【01-21】
「当然じゃ。そういうお前は、あんな時間に特別な愛着があるのか?」
「それは」
口元に手を当て、少し思考を巡らした。
それから。
「実は私も好きじゃなかったりします。でも、一応クラス委員なので、内緒にしておいてくださいね」
そんな冗談を口にする。
談笑している内に、五階に辿り着いた。
教室に進もうとした颯一達を、「あ、待ってください」と舞が呼び止める。
「実は内緒の、とっておきの場所があるんです」
言いながら人差し指を上に向けた。ここは最上階、この上にあるのは。
「屋上への出入りは禁止されているはずだよね」
「あまり知られていませんが、東校舎だけ屋上の鍵が壊れているんです。お昼にこっそり出てる方もおられるんですよ」
「でも」
「屋上からの眺めがとても素敵なんです。それに敷地全体を見渡せますし、案内の一環と言えなくないですから」
強引とも思える誘い。
これまでの控え目な言動との差異を感じ、颯一は返事に迷う。
「案内してくれると言っておるのだ。考える必要などあるまい」
リンが割り込んできた。その瞳が好奇心に輝いている。
「いや、ほら、校則違反はやっぱり良くないしさ」
「大丈夫ですよ。このくらいのことで問題になったりしませんから」
「お前は変に真面目過ぎるのだ。時には決められた枠を越えることも必要じゃぞ」
「解ったよ」
別段、明確な反対理由があったわけではない。
無駄な口論を避けた。
「では、行きましょう」
舞を先頭に階段を上る。

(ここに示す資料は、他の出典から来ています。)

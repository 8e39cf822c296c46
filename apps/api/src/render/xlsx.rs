//! Excel serializer: a structured summary sheet plus the paginated feedback.

use rust_xlsxwriter::{Format, FormatAlign, Workbook, Worksheet, XlsxError};

use crate::grading::feedback::Evaluation;
use crate::layout::Page;
use crate::render::{ReportMeta, REPORT_TITLE};

const SUMMARY_SHEET: &str = "Summary";
const FEEDBACK_SHEET: &str = "Feedback";
const CRITERIA_COLUMNS: [&str; 6] = [
    "Criterion",
    "Score",
    "Max",
    "Reasoning",
    "Areas for Improvement",
    "Key Strengths",
];

struct Formats {
    title: Format,
    bold: Format,
    wrapped: Format,
}

impl Formats {
    fn new() -> Self {
        Self {
            title: Format::new().set_bold().set_font_size(16),
            bold: Format::new().set_bold(),
            wrapped: Format::new().set_text_wrap().set_align(FormatAlign::Top),
        }
    }
}

/// Builds the workbook and returns its bytes.
pub fn render_xlsx(
    pages: &[Page],
    evaluation: &Evaluation,
    meta: &ReportMeta,
) -> Result<Vec<u8>, XlsxError> {
    let formats = Formats::new();
    let mut workbook = Workbook::new();

    let summary = workbook.add_worksheet();
    summary.set_name(SUMMARY_SHEET)?;
    write_summary(summary, evaluation, meta, &formats)?;

    let feedback = workbook.add_worksheet();
    feedback.set_name(FEEDBACK_SHEET)?;
    write_feedback(feedback, pages, &formats)?;

    workbook.save_to_buffer()
}

fn write_summary(
    sheet: &mut Worksheet,
    evaluation: &Evaluation,
    meta: &ReportMeta,
    formats: &Formats,
) -> Result<(), XlsxError> {
    sheet.write_string_with_format(0, 0, REPORT_TITLE, &formats.title)?;

    let info = [
        ("Student Name", meta.student_name.clone()),
        ("Roll Number", meta.student_roll.clone()),
        ("Date", meta.date.format("%Y-%m-%d").to_string()),
        ("App Version", meta.app_version.clone()),
        (
            "Overall Grade",
            evaluation.overall_grade.clone().unwrap_or_default(),
        ),
    ];
    let mut row: u32 = 2;
    for (label, value) in info {
        sheet.write_string_with_format(row, 0, label, &formats.bold)?;
        sheet.write_string(row, 1, value)?;
        row += 1;
    }

    row += 1;
    for (col, heading) in CRITERIA_COLUMNS.iter().enumerate() {
        sheet.write_string_with_format(row, col as u16, *heading, &formats.bold)?;
    }
    row += 1;

    for criterion in &evaluation.criteria {
        sheet.write_string_with_format(row, 0, criterion.title.as_str(), &formats.wrapped)?;
        match (criterion.score_value(), criterion.score.as_deref()) {
            (Some(value), _) => {
                sheet.write_number(row, 1, value)?;
            }
            (None, Some(text)) => {
                sheet.write_string(row, 1, text)?;
            }
            (None, None) => {}
        }
        if let Some(max) = criterion.max_score {
            sheet.write_number(row, 2, max)?;
        }
        for (col, text) in [
            (3u16, &criterion.reasoning),
            (4, &criterion.areas_for_improvement),
            (5, &criterion.key_strengths),
        ] {
            sheet.write_string_with_format(row, col, text.as_str(), &formats.wrapped)?;
        }
        row += 1;
    }

    row += 1;
    sheet.write_string_with_format(row, 0, "Summary of Key Recommendations", &formats.bold)?;
    row += 1;
    for (i, recommendation) in evaluation.recommendations.iter().enumerate() {
        sheet.write_number(row, 0, (i + 1) as u32)?;
        sheet.write_string_with_format(row, 1, recommendation.as_str(), &formats.wrapped)?;
        row += 1;
    }

    row += 1;
    sheet.write_string_with_format(row, 0, "Additional Comments", &formats.bold)?;
    sheet.write_string_with_format(
        row + 1,
        0,
        evaluation.additional_comments.as_str(),
        &formats.wrapped,
    )?;

    sheet.set_column_width(0, 30)?;
    sheet.set_column_width(1, 12)?;
    sheet.set_column_width(2, 6)?;
    for col in 3..=5 {
        sheet.set_column_width(col, 50)?;
    }
    Ok(())
}

/// One spreadsheet row per laid-out row, keeping the page it landed on.
fn write_feedback(sheet: &mut Worksheet, pages: &[Page], formats: &Formats) -> Result<(), XlsxError> {
    sheet.write_string_with_format(0, 0, "Page", &formats.bold)?;
    sheet.write_string_with_format(0, 1, "Text", &formats.bold)?;

    let mut row: u32 = 1;
    for (page_index, page) in pages.iter().enumerate() {
        for laid_out in &page.rows {
            sheet.write_number(row, 0, (page_index + 1) as u32)?;
            if laid_out.class.is_header() {
                sheet.write_string_with_format(row, 1, laid_out.text.as_str(), &formats.bold)?;
            } else {
                sheet.write_string(row, 1, laid_out.text.as_str())?;
            }
            row += 1;
        }
    }

    sheet.set_column_width(0, 6)?;
    sheet.set_column_width(1, 100)?;
    Ok(())
}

昇降口には金属製の扉があった。
ノブを掴んで押すと、ギギギと錆びた音と共に開く。
舞の言った通り、鍵が壊れているのだろう。
「ささ、どうぞ」
ドアを支えたまま促す。
舞の脇を抜け、屋上に出ようと。したところでふたりの足が止まった。
今は九月、夕方とは言え屋上はかなりの温度。
当然、むっとした熱気を感じるはず。
それなのに妙にひんやりとした空気が流れ込んでくる。
明らかな違和感を口にするより先に。
いきなり背中を強く押された。
不意の事に踏ん張りきれず、ふらふらと数歩進んでしまう。
慌てて振り返るったところで、その顔が強張る。
凄まじい速度で鎖が飛んできていた。
ただの鎖ではない。両方に錘が付いた鎖分銅と呼ばれる武器だ。